Manuela Trinci, Dialogo sulla morte. Con i bimbi
«l’Unità», 8 novembre 2010
«Niente si chiama Niente» – riflette fra sé la piccola Lilà – «Vive con me, intorno a me». Così si avvia una storia delicata e poetica che racconta di una bambina che ha perso la mamma e che forse per dare nome e sollievo al dolore, al vuoto, alla solitudine, al niente… che la circondano, si è inventata Niente, un amico immaginario. Un Niente sempre di buon umore, fattivo e appassionato – proprio come appassionata era la mamma – di papaveri blu e di pettazzurri: gli uccellini che cantano come usignuoli.
Nuova metafora di una vita che riprende senso proprio dalla ferita, rimarginata eppure visibile, della perdita, l’album illustrato di Kitty Crowther (Io e Niente, Almayer Edizioni) rimanda gli adulti all’irrisolto e annoso quesito di come parlare della morte con i bambini.
Infatti, sebbene eludere il pensiero della morte impoverisca la vita stessa e la ingabbi nella rete della finta allegria, c’è insita nel nostro contesto culturale la tendenza a scartarne il pensiero. Immersi in una società di adulti abituata a reagire con una pillola tranquillante o con un incremento di attività distraenti non appena si affaccia un sentimento penoso, la mitizzazione della bambinità protratta e caramellosa appare una logica conseguenza che rischia però di sacrificare, piuttosto che di salvaguardare, l’identità dei bambini stessi. Perché i bambini lo sanno che c’è la morte, lo sanno dalle fiabe classiche, da Biancaneve a Cenerentola orfane come Bambi e il Re Leone nelle interpretazioni disneyane. Ma non solo: negli ultimi anni, molti libri, provando a superare lo spaesamento di genitori e insegnanti, hanno cercato di avvicinare il bambino alla comprensione della morte. Da Mattia e il nonno di Piumini a Una mamma come il vento di Bertron, da La nonna in cielo di Lavatelli al Giardino di Maag fino a Il nonno non è vecchio di Ziliotto, i libri per bambini e ragazzini, oltre a far toccare con mano lo strazio del lutto dei piccoli protagonisti, hanno messo in luce come ad amplificare il dolore sia anche il silenzio arroccato dei grandi.
Non casualmente, da tempo, si è attivata una stretta collaborazione fra la Fondazione Floriani e la Divisione di Psicologia dell´Istituto Nazionale Tumori di Milano che ha visto nascere un gruppo di lavoro denominato proprio PaMoBa; vale a dire Parliamo della Morte ai Bambini, rendiamola dicibile: cruda ma non crudele. Purtroppo, ci sono tante situazioni reali nelle quali i bambini si trovano poi a dover fare i conti con la morte. Spesso è la perdita di un fedele amico a quattro-zampe a metterli a confronto con gli aggrovigliati sentimenti che ogni lutto impone: dalla rabbia, alla disperazione, alla colpa per non aver salvato l’amico, sino al sentirsi abbandonato o ingannato. Altre volte i bambini si trovano annichiliti, muti, di fronte alla scomparsa di uno dei nonni, o di un genitore, o di un compagno di giochi. Altre volte ancora il sentore della morte arriva da lutti antichi, irrisolti. Sono storie mai dette, intessute nelle vicende familiari, e che si riflettono, nell’attuale, con reticenze e maggiori ansie e timori sui ragazzini. Oppure sono pensieri che attorno alla morte e al morire ruotano, sollecitati da parole che, per i bambini, con difficoltà acquistano corpo: aborto, eutanasia, donazione d’organi, cremazione…
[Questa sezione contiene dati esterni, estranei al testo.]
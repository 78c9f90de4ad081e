//! # CLI 模块
//!
//! 使用 `clap` 定义命令行参数和子命令。
//!
//! ## 命令结构
//! - `kpath`: 检查高对称 k 路径
//! - `band`: 渲染 fatband 能带图
//! - `init`: 生成原胞 POSCAR
//! - `clean`: 清理工作目录
//!
//! ## 依赖关系
//! - 被 `main.rs` 使用
//! - 子模块: kpath, band, init, clean

pub mod band;
pub mod clean;
pub mod init;
pub mod kpath;

use clap::{Parser, Subcommand};

/// bandkit - 能带计算工作流工具箱
#[derive(Parser)]
#[command(name = "bandkit")]
#[command(author = "Changjiang Wu")]
#[command(version)]
#[command(about = "A band-structure workflow toolkit for electronic-structure calculations", long_about = None)]
#[command(propagate_version = true)]
pub struct Cli {
    #[command(subcommand)]
    pub command: Commands,
}

/// 可用的子命令
#[derive(Subcommand)]
pub enum Commands {
    /// Inspect the high-symmetry k-path of a structure
    Kpath(kpath::KpathArgs),

    /// Render a fatband plot for an orbital channel
    Band(band::BandArgs),

    /// Generate a primitive-cell POSCAR for a single element
    Init(init::InitArgs),

    /// Remove working-directory entries not on the keep list
    Clean(clean::CleanArgs),
}
//! # init 子命令 CLI 定义
//!
//! 生成单元素原胞 POSCAR，替代外部数据库取数。
//!
//! ## 依赖关系
//! - 被 `cli/mod.rs` 使用
//! - 参数传递给 `commands/init.rs`

use clap::{Args, ValueEnum};
use std::path::PathBuf;

/// 可生成的格子类型
#[derive(Debug, Clone, Copy, ValueEnum, PartialEq, Eq, Default)]
pub enum GeneratedLattice {
    /// Simple cubic
    Cubic,
    /// Face-centered cubic (primitive cell)
    #[default]
    Fcc,
    /// Body-centered cubic (primitive cell)
    Bcc,
}

impl std::fmt::Display for GeneratedLattice {
    fn fmt(&self, f: &mut std::fmt::Formatter<'_>) -> std::fmt::Result {
        match self {
            GeneratedLattice::Cubic => write!(f, "cubic"),
            GeneratedLattice::Fcc => write!(f, "fcc"),
            GeneratedLattice::Bcc => write!(f, "bcc"),
        }
    }
}

/// init 子命令参数
#[derive(Args, Debug)]
pub struct InitArgs {
    /// Element symbol (e.g. Pt)
    #[arg(short, long)]
    pub element: String,

    /// Conventional lattice constant a (Å)
    #[arg(short, long)]
    pub alat: f64,

    /// Lattice to generate
    #[arg(long, value_enum, default_value_t = GeneratedLattice::Fcc)]
    pub lattice: GeneratedLattice,

    /// Output path of the structure file
    #[arg(short, long, default_value = "POSCAR")]
    pub output: PathBuf,

    /// Overwrite an existing structure file
    #[arg(long, default_value_t = false)]
    pub force: bool,
}
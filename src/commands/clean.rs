//! # clean 子命令实现
//!
//! 清理计算工作目录：keep 列表（glob 模式）之外的顶层条目全部删除。
//!
//! ## 依赖关系
//! - 使用 `cli/clean.rs` 定义的 CleanArgs
//! - 使用 `utils/workdir.rs`

use crate::cli::clean::CleanArgs;
use crate::error::Result;
use crate::utils::{output, workdir};

/// 执行 clean 命令
pub fn execute(args: CleanArgs) -> Result<()> {
    output::print_header("Working Directory Cleanup");

    output::print_info(&format!(
        "Cleaning '{}', keeping: {}",
        args.dir.display(),
        args.keep.join(" ")
    ));

    let report = workdir::clean_workdir(&args.dir, &args.keep, args.dry_run)?;

    for name in &report.removed {
        if args.dry_run {
            output::print_skip(&format!("would remove {}", name));
        } else {
            output::print_info(&format!("removed {}", name));
        }
    }

    output::print_separator();
    if args.dry_run {
        output::print_done(&format!(
            "dry run: {} entries would be removed, {} kept",
            report.removed.len(),
            report.kept.len()
        ));
    } else {
        output::print_done(&format!(
            "{} entries removed, {} kept",
            report.removed.len(),
            report.kept.len()
        ));
    }

    Ok(())
}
Un impatto, dunque, continuo se anche si pensa a cinema e Tv, documentari e fiction, immagini di catastrofi naturali o di scempi ambientali, di incidenti, attentati, guerre e omicidi che incoraggiano con l’irrispettosa spettacolarizzazione della morte una conseguente, progressiva, anestesia dalla sofferenza. Margit Franz, pedagogista svedese, ha calcolato che un giovane, quando raggiunge la maggiore età, ha già assistito mediamente a 18.000 decessi – reali o fittizi – nei diversi media!
La questione allora è ritrovare un dialogo con il bambino su cosa ci sia mai dopo il mondo. Un dialogo vivo, mai ipocrita, come propone nel suo bellissimo libro Daniel Oppenheim, Dialoghi con i bambini sulla morte (Erickson). Un dialogo aperto, responsabile, che, pur fra sbagli e inadeguatezze possibili, conosca la continua rimessa in gioco delle domande sulla vita e sulla sua fine. Perché, come ebbe a dire la Morte stessa nel suo straordinario dialogo con l’Anatra, cosa succeda a chi muore «non lo sa nessuno».